Italiangreyhound · 06/05/2017 00:23

MatildaTheCat why do people UAE the person's death date to celebrate their life? Totally off to me. Anfvwhy should the OP's special day be forever held hostage to the fact another person died on it that really is making the OP bottom of the pile - even someone who has died I'd more important than you and you should feel grateful for the chance to remember them!

user1493022461 she has told a close relkative has died. She has been bereaved.

Because she has chosen, on an anonymous forum, to explore an issue that is bothering her it does not mean she has not been bereaved!

Led of you want her to confront her own feeling could you not speak in a more gentle way to a person who has just lost a relative, even if they are not coming across upset enough?

Italiangreyhound · 06/05/2017 00:26

UAE where did that come from!! I meant choose.

And why not andfywhy!

TSSDNCOP · 06/05/2017 10:24

No, yesterday was a day of great sadness because a close much lived family member died.

This is a question of perspectives.

LedaP · 06/05/2017 10:29

Led of you want her to confront her own feeling could you not speak in a more gentle way to a person who has just lost a relative, even if they are not coming across upset enough?

The tone of my post is actually made up by you. Its words on a page. The tone is completely up to the reader.

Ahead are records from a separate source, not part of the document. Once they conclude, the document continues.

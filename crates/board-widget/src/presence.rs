use tracing::{debug, info, warn};

use board_gateway::{GatewayError, StoreGateway};
use board_types::models::{KeyRef, PresenceMarker};

use crate::board::{Action, Board, Subscription};

/// Registers this client under the presence location and shows how many
/// clients are there.
#[derive(Clone)]
pub struct PresenceCounter<G> {
    gateway: G,
    board: Board,
    path: String,
    client: String,
}

/// Both presence subscriptions. Dropping it stops them; the marker itself
/// goes away when the gateway connection drops.
#[must_use = "dropping the handle stops presence tracking"]
#[derive(Debug)]
pub struct PresenceHandle {
    pub marker: Subscription,
    pub count: Subscription,
}

impl<G: StoreGateway> PresenceCounter<G> {
    pub fn new(gateway: G, board: Board, path: impl Into<String>, client: impl Into<String>) -> Self {
        Self {
            gateway,
            board,
            path: path.into(),
            client: client.into(),
        }
    }

    pub fn start(&self) -> PresenceHandle {
        PresenceHandle {
            marker: self.track_connection(),
            count: self.follow_count(),
        }
    }

    /// One new marker per transition to connected.
    fn track_connection(&self) -> Subscription {
        let mut signal = self.gateway.open_connection_state_signal();
        let gateway = self.gateway.clone();
        let path = self.path.clone();
        let client = self.client.clone();

        Subscription::spawn(async move {
            while let Some(connected) = signal.recv().await {
                if !connected {
                    debug!("Presence connection lost");
                    continue;
                }
                match register_marker(&gateway, &path, &client).await {
                    Ok(key) => info!("Presence marker {} registered", key),
                    Err(e) => warn!("Failed to register presence marker under '{}': {}", path, e),
                }
            }
        })
    }

    /// Independent of marker creation: counts every client at the location.
    fn follow_count(&self) -> Subscription {
        let mut values = self.gateway.open_key_value_subscription(&self.path);
        let board = self.board.clone();

        Subscription::spawn(async move {
            while let Some(snapshot) = values.recv().await {
                board.dispatch(Action::ViewerCount(snapshot.child_count()));
            }
        })
    }
}

/// Cleanup is registered before the marker is written so a marker never
/// exists without its disconnect instruction.
pub async fn register_marker<G: StoreGateway>(
    gateway: &G,
    path: &str,
    client: &str,
) -> Result<KeyRef, GatewayError> {
    let key = gateway.push_new_child_key(path);
    gateway.register_auto_cleanup_on_disconnect(&key).await?;
    gateway
        .write_value(&key, PresenceMarker::new(client).into_fields())
        .await?;
    Ok(key)
}

#[cfg(test)]
mod tests {
    use super::*;
    use std::sync::Arc;

    use board_gateway::{MemoryGateway, MemoryStore};
    use board_types::models::{FieldValue, presence_fields};

    use crate::test_support::{RecordingSurface, utc_time};

    fn counter(store: &MemoryStore, client: &str) -> (PresenceCounter<MemoryGateway>, Arc<RecordingSurface>, MemoryGateway) {
        let surface = Arc::new(RecordingSurface::default());
        let board = Board::new(surface.clone(), utc_time());
        let gateway = store.open_session();
        (PresenceCounter::new(gateway.clone(), board, "presence", client), surface, gateway)
    }

    #[tokio::test]
    async fn connected_client_creates_one_marker() {
        let store = MemoryStore::new();
        let (counter, surface, _gw) = counter(&store, "test-agent");
        let _handle = counter.start();

        surface.wait_for(|v| v.viewer_count == "1").await;

        let observer = store.open_session();
        let snapshot = observer.open_key_value_subscription("presence").recv().await.unwrap();
        assert_eq!(snapshot.child_count(), 1);
        let marker = snapshot.children.values().next().unwrap();
        assert_eq!(marker.get(presence_fields::CLIENT), Some(&FieldValue::from("test-agent")));
        assert!(matches!(marker.get(presence_fields::CONNECTED_AT), Some(FieldValue::Timestamp(_))));
    }

    #[tokio::test]
    async fn count_tracks_other_clients() {
        let store = MemoryStore::new();
        let (first, first_surface, _first_gw) = counter(&store, "a");
        let _first = first.start();
        first_surface.wait_for(|v| v.viewer_count == "1").await;

        let (second, second_surface, second_gw) = counter(&store, "b");
        let second_handle = second.start();
        first_surface.wait_for(|v| v.viewer_count == "2").await;
        second_surface.wait_for(|v| v.viewer_count == "2").await;

        drop(second_handle);
        drop(second);
        second_gw.disconnect();
        first_surface.wait_for(|v| v.viewer_count == "1").await;
        assert_eq!(store.child_count("presence"), 1);
    }

    #[tokio::test]
    async fn reconnect_creates_fresh_marker() {
        let store = MemoryStore::new();
        let (counter, surface, gw) = counter(&store, "a");
        let _handle = counter.start();
        surface.wait_for(|v| v.viewer_count == "1").await;

        let mut values = store.open_session().open_key_value_subscription("presence");
        let first_key = values.recv().await.unwrap().children.into_keys().next().unwrap();

        gw.disconnect();
        surface.wait_for(|v| v.viewer_count == "0").await;
        gw.reconnect();
        surface.wait_for(|v| v.viewer_count == "1").await;

        let latest = values.latest().unwrap();
        assert_eq!(latest.child_count(), 1);
        assert!(!latest.children.contains_key(&first_key));
    }

    #[tokio::test]
    async fn failed_marker_still_shows_count() {
        let store = MemoryStore::new();
        let other = store.open_session();
        register_marker(&other, "presence", "other").await.unwrap();

        let (counter, surface, gw) = counter(&store, "offline");
        gw.disconnect();
        let _handle = counter.start();

        let view = surface.wait_for(|v| !v.viewer_count.is_empty()).await;
        assert_eq!(view.viewer_count, "1");
    }
}
//! Live comment board and viewer counter, wired to a [`StoreGateway`].
//!
//! Data flows one way: gateway snapshots and form submissions become
//! [`board::Action`]s, [`board::BoardState`] folds them, [`render::render`]
//! turns the state into a [`BoardView`] and a [`board::Surface`] shows it.
//!
//! [`StoreGateway`]: board_gateway::StoreGateway
//! [`BoardView`]: board_types::api::BoardView

pub mod board;
pub mod boot;
pub mod error;
pub mod escape;
pub mod feed;
pub mod presence;
pub mod render;

#[cfg(test)]
pub(crate) mod test_support;

pub use board::{Action, Board, BoardState, Subscription, Surface};
pub use boot::{HttpConfigSource, StaticConfig, Widget, WidgetOptions, boot, start};
pub use error::WidgetError;
pub use escape::escape_html;
pub use feed::{CommentFeed, SubmitOutcome};
pub use presence::{PresenceCounter, PresenceHandle};
pub use render::{ClockStyle, TimeLabel, render};
use crate::Database;
use crate::models::DocumentRow;
use anyhow::Result;
use board_types::models::{DocId, Document, Fields};
use rusqlite::Connection;
use tracing::warn;

impl Database {
    // -- Documents --

    pub fn insert_document(&self, collection: &str, doc: &Document) -> Result<()> {
        let fields = serde_json::to_string(&doc.fields)?;
        self.with_conn(|conn| {
            conn.execute(
                "INSERT INTO documents (id, collection, fields) VALUES (?1, ?2, ?3)",
                rusqlite::params![doc.id.to_string(), collection, fields],
            )?;
            Ok(())
        })
    }

    pub fn get_document_rows(&self, collection: &str) -> Result<Vec<DocumentRow>> {
        self.with_conn(|conn| query_documents(conn, collection))
    }

    /// Load a collection in insertion order. Rows that no longer decode are
    /// skipped with a warning.
    pub fn load_collection(&self, collection: &str) -> Result<Vec<Document>> {
        let rows = self.get_document_rows(collection)?;
        let docs = rows
            .into_iter()
            .filter_map(|row| {
                let id = match row.id.parse::<uuid::Uuid>() {
                    Ok(id) => DocId(id),
                    Err(e) => {
                        warn!(
                            "Corrupt document id '{}' in '{}' (stored {}): {}",
                            row.id, row.collection, row.stored_at, e
                        );
                        return None;
                    }
                };
                match serde_json::from_str::<Fields>(&row.fields) {
                    Ok(fields) => Some(Document { id, fields }),
                    Err(e) => {
                        warn!(
                            "Corrupt fields on document '{}' in '{}' (stored {}): {}",
                            row.id, row.collection, row.stored_at, e
                        );
                        None
                    }
                }
            })
            .collect();
        Ok(docs)
    }

    pub fn count_documents(&self, collection: &str) -> Result<usize> {
        self.with_conn(|conn| {
            let n: i64 = conn.query_row(
                "SELECT COUNT(*) FROM documents WHERE collection = ?1",
                [collection],
                |row| row.get(0),
            )?;
            Ok(n as usize)
        })
    }
}

fn query_documents(conn: &Connection, collection: &str) -> Result<Vec<DocumentRow>> {
    let mut stmt = conn.prepare(
        "SELECT id, collection, fields, stored_at
         FROM documents
         WHERE collection = ?1
         ORDER BY seq ASC",
    )?;

    let rows = stmt
        .query_map([collection], |row| {
            Ok(DocumentRow {
                id: row.get(0)?,
                collection: row.get(1)?,
                fields: row.get(2)?,
                stored_at: row.get(3)?,
            })
        })?
        .collect::<std::result::Result<Vec<_>, _>>()?;

    Ok(rows)
}
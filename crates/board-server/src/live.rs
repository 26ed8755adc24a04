use std::sync::Arc;
use std::sync::atomic::{AtomicBool, Ordering};
use std::time::Duration;

use axum::extract::State;
use axum::extract::ws::{Message, WebSocket, WebSocketUpgrade};
use axum::response::IntoResponse;
use axum_extra::TypedHeader;
use axum_extra::headers::UserAgent;
use futures_util::{SinkExt, StreamExt};
use tokio::sync::mpsc;
use tracing::{debug, info, warn};

use board_types::api::BoardView;
use board_types::events::{LiveCommand, LiveFrame};
use board_widget::{StaticConfig, Surface, TimeLabel, WidgetOptions};

use crate::routes::AppState;

/// Heartbeat interval: server sends a Ping every 15 seconds.
/// If 2 consecutive Pongs are missed (~30s), the connection is dropped.
const HEARTBEAT_INTERVAL: Duration = Duration::from_secs(15);

const UNKNOWN_CLIENT: &str = "unknown";

pub async fn ws_upgrade(
    State(state): State<AppState>,
    user_agent: Option<TypedHeader<UserAgent>>,
    ws: WebSocketUpgrade,
) -> impl IntoResponse {
    let client = user_agent
        .map(|TypedHeader(ua)| ua.as_str().to_string())
        .unwrap_or_else(|| UNKNOWN_CLIENT.to_string());
    ws.on_upgrade(move |socket| handle_socket(socket, state, client))
}

/// Forwards board output to the socket's send task.
struct SocketSurface {
    tx: mpsc::UnboundedSender<LiveFrame>,
}

impl Surface for SocketSurface {
    fn paint(&self, view: &BoardView) {
        let _ = self.tx.send(LiveFrame::Render(view.clone()));
    }

    fn alert(&self, message: &str) {
        let _ = self.tx.send(LiveFrame::Alert {
            message: message.to_string(),
        });
    }
}

/// One socket is one client session: its own widget, its own presence
/// marker. The marker is removed when the session ends with the socket.
async fn handle_socket(socket: WebSocket, state: AppState, client: String) {
    let (mut sender, mut receiver) = socket.split();
    let (frame_tx, mut frame_rx) = mpsc::unbounded_channel();

    let surface: Arc<dyn Surface> = Arc::new(SocketSurface { tx: frame_tx });
    let options = WidgetOptions {
        client: client.clone(),
        time: TimeLabel::local(state.clock),
    };
    let Some(widget) =
        board_widget::start(&StaticConfig(state.config.clone()), &state.store, surface, options).await
    else {
        return;
    };
    let session = widget.gateway().session_id();
    info!(
        "Live client {} ({}) connected to '{}'",
        session,
        client,
        widget.config().collection
    );

    let pong_received = Arc::new(AtomicBool::new(true));
    let pong_flag_send = pong_received.clone();
    let pong_flag_recv = pong_received.clone();

    let mut send_task = tokio::spawn(async move {
        let mut heartbeat = tokio::time::interval(HEARTBEAT_INTERVAL);
        heartbeat.tick().await;
        let mut missed_heartbeats: u8 = 0;

        loop {
            tokio::select! {
                frame = frame_rx.recv() => {
                    let Some(frame) = frame else { break };
                    let text = match serde_json::to_string(&frame) {
                        Ok(text) => text,
                        Err(e) => {
                            warn!("Failed to encode live frame: {}", e);
                            continue;
                        }
                    };
                    if sender.send(Message::Text(text.into())).await.is_err() {
                        break;
                    }
                }
                _ = heartbeat.tick() => {
                    if pong_flag_send.swap(false, Ordering::Acquire) {
                        missed_heartbeats = 0;
                    } else {
                        missed_heartbeats += 1;
                        if missed_heartbeats >= 2 {
                            warn!("Heartbeat timeout (missed {} pongs), dropping connection", missed_heartbeats);
                            break;
                        }
                    }
                    if sender.send(Message::Ping(vec![].into())).await.is_err() {
                        break;
                    }
                }
            }
        }
    });

    let feed = widget.feed();
    let mut recv_task = tokio::spawn(async move {
        while let Some(Ok(msg)) = receiver.next().await {
            match msg {
                Message::Text(text) => match serde_json::from_str::<LiveCommand>(&text) {
                    Ok(LiveCommand::Submit { author, body }) => {
                        let feed = feed.clone();
                        tokio::spawn(async move {
                            let outcome = feed.submit(&author, &body).await;
                            debug!("Live client {} submit: {:?}", session, outcome);
                        });
                    }
                    Err(e) => {
                        warn!(
                            "Live client {} bad command: {} -- raw: {}",
                            session,
                            e,
                            text.chars().take(200).collect::<String>()
                        );
                    }
                },
                Message::Pong(_) => {
                    pong_flag_recv.store(true, Ordering::Release);
                }
                Message::Close(_) => break,
                _ => {}
            }
        }
    });

    // Wait for either task to finish
    tokio::select! {
        _ = &mut send_task => recv_task.abort(),
        _ = &mut recv_task => send_task.abort(),
    }

    drop(widget);
    info!("Live client {} ({}) disconnected", session, client);
}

Italiangreyhound · 06/05/2017 23:54

Led who said anything about tone? I said could you not speak in a more gentle way? EG by using more gentle words.

"I often find that people who say this in fact don't."

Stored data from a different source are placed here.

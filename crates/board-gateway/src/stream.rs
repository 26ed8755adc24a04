use std::pin::Pin;
use std::task::{Context, Poll};

use futures_util::Stream;
use tokio::sync::mpsc;

/// Creates a connected publisher / live stream pair.
pub fn channel<T>() -> (Publisher<T>, LiveStream<T>) {
    let (tx, rx) = mpsc::unbounded_channel();
    (Publisher { tx }, LiveStream { rx })
}

/// Receiving end of a live subscription.
///
/// Every item is a complete value (a full snapshot, a count source, a
/// connection state), never a delta. Dropping the stream or calling
/// [`LiveStream::unsubscribe`] ends the subscription; the store prunes it on
/// its next publish.
#[must_use = "a live stream does nothing unless polled"]
#[derive(Debug)]
pub struct LiveStream<T> {
    rx: mpsc::UnboundedReceiver<T>,
}

impl<T> LiveStream<T> {
    pub async fn recv(&mut self) -> Option<T> {
        self.rx.recv().await
    }

    /// Next already-delivered item, without waiting.
    pub fn try_recv(&mut self) -> Option<T> {
        self.rx.try_recv().ok()
    }

    /// Drain everything already delivered and keep only the newest item.
    pub fn latest(&mut self) -> Option<T> {
        let mut last = None;
        while let Ok(item) = self.rx.try_recv() {
            last = Some(item);
        }
        last
    }

    pub fn unsubscribe(mut self) {
        self.rx.close();
    }
}

impl<T> Stream for LiveStream<T> {
    type Item = T;

    fn poll_next(mut self: Pin<&mut Self>, cx: &mut Context<'_>) -> Poll<Option<T>> {
        self.rx.poll_recv(cx)
    }
}

/// Sending end held by the store.
#[derive(Debug)]
pub struct Publisher<T> {
    tx: mpsc::UnboundedSender<T>,
}

impl<T> Clone for Publisher<T> {
    fn clone(&self) -> Self {
        Self {
            tx: self.tx.clone(),
        }
    }
}

impl<T> Publisher<T> {
    /// Returns false once the subscriber is gone.
    pub fn publish(&self, item: T) -> bool {
        self.tx.send(item).is_ok()
    }

    pub fn is_closed(&self) -> bool {
        self.tx.is_closed()
    }
}
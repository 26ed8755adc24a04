use std::sync::Arc;

use tracing::{error, info};

use board_gateway::{ConfigSource, GatewayConnector, GatewayError, StoreGateway};
use board_types::api::InitConfig;

use crate::board::{Board, Subscription, Surface};
use crate::error::WidgetError;
use crate::feed::{CommentFeed, SubmitOutcome};
use crate::presence::{PresenceCounter, PresenceHandle};
use crate::render::TimeLabel;

/// Well-known path the host serves the init config on.
pub const INIT_CONFIG_PATH: &str = "/__/board/init.json";

/// Fetches the init config from the hosting origin.
#[derive(Debug, Clone)]
pub struct HttpConfigSource {
    client: reqwest::Client,
    url: String,
}

impl HttpConfigSource {
    pub fn new(origin: &str) -> Self {
        Self::with_client(reqwest::Client::new(), origin)
    }

    pub fn with_client(client: reqwest::Client, origin: &str) -> Self {
        Self {
            client,
            url: format!("{}{}", origin.trim_end_matches('/'), INIT_CONFIG_PATH),
        }
    }

    pub fn url(&self) -> &str {
        &self.url
    }
}

impl ConfigSource for HttpConfigSource {
    async fn fetch_init_config(&self) -> Result<InitConfig, GatewayError> {
        let response = self
            .client
            .get(&self.url)
            .send()
            .await
            .and_then(|r| r.error_for_status())
            .map_err(|e| GatewayError::Network(e.to_string()))?;
        let body = response
            .text()
            .await
            .map_err(|e| GatewayError::Network(e.to_string()))?;
        serde_json::from_str(&body).map_err(|e| GatewayError::Config(e.to_string()))
    }
}

/// A config known up front (the host's own).
#[derive(Debug, Clone)]
pub struct StaticConfig(pub InitConfig);

impl ConfigSource for StaticConfig {
    async fn fetch_init_config(&self) -> Result<InitConfig, GatewayError> {
        Ok(self.0.clone())
    }
}

pub struct WidgetOptions {
    /// Opaque descriptor written into this client's presence marker.
    pub client: String,
    pub time: TimeLabel,
}

/// A running board: feed and presence live until it is dropped.
pub struct Widget<G> {
    config: InitConfig,
    gateway: G,
    feed: CommentFeed<G>,
    _feed: Subscription,
    _presence: PresenceHandle,
}

impl<G: StoreGateway> Widget<G> {
    pub async fn submit(&self, author: &str, body: &str) -> SubmitOutcome {
        self.feed.submit(author, body).await
    }

    /// Shareable handle for issuing submissions from another task.
    pub fn feed(&self) -> CommentFeed<G> {
        self.feed.clone()
    }

    pub fn board(&self) -> &Board {
        self.feed.board()
    }

    pub fn gateway(&self) -> &G {
        &self.gateway
    }

    pub fn config(&self) -> &InitConfig {
        &self.config
    }
}

/// Load config, connect, and start both live loops.
pub async fn boot<S, C>(
    source: &S,
    connector: &C,
    surface: Arc<dyn Surface>,
    options: WidgetOptions,
) -> Result<Widget<C::Gateway>, WidgetError>
where
    S: ConfigSource,
    C: GatewayConnector,
{
    let config = source
        .fetch_init_config()
        .await
        .map_err(WidgetError::Config)?;
    let gateway = connector.connect(&config).map_err(WidgetError::Connect)?;

    let board = Board::after_first_snapshot(surface, options.time);

    let feed = CommentFeed::new(gateway.clone(), board.clone(), config.collection.clone());
    let feed_sub = feed.subscribe();
    let presence = PresenceCounter::new(
        gateway.clone(),
        board,
        config.presence_path.clone(),
        options.client,
    )
    .start();

    info!(
        "Board widget started for project '{}' (collection '{}', presence '{}')",
        config.project_id, config.collection, config.presence_path
    );

    Ok(Widget {
        config,
        gateway,
        feed,
        _feed: feed_sub,
        _presence: presence,
    })
}

/// `boot`, but an init failure is only logged and the widget stays inert.
pub async fn start<S, C>(
    source: &S,
    connector: &C,
    surface: Arc<dyn Surface>,
    options: WidgetOptions,
) -> Option<Widget<C::Gateway>>
where
    S: ConfigSource,
    C: GatewayConnector,
{
    match boot(source, connector, surface, options).await {
        Ok(widget) => Some(widget),
        Err(e) => {
            error!("Board widget failed to initialize: {}", e);
            None
        }
    }
}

It sounds to me like you are suggesting the OP is making up how she feels, or rather that she can't really come last in people's lives because she has identified that fact and in your experience people who say that are usually lying.

And the son in Australia, there 6 months. "Does he want you to go? Its quite unusual to do that."

I just felt that was quite cold. Maybe I am reading more into it than you intended, if so I apologize.

I think the OP has got a very hard time on here and it is clear she is upset. I don't know why I should feel sensitive on her behalf but I do!

Anyway, if you meant it kindly I do apologize.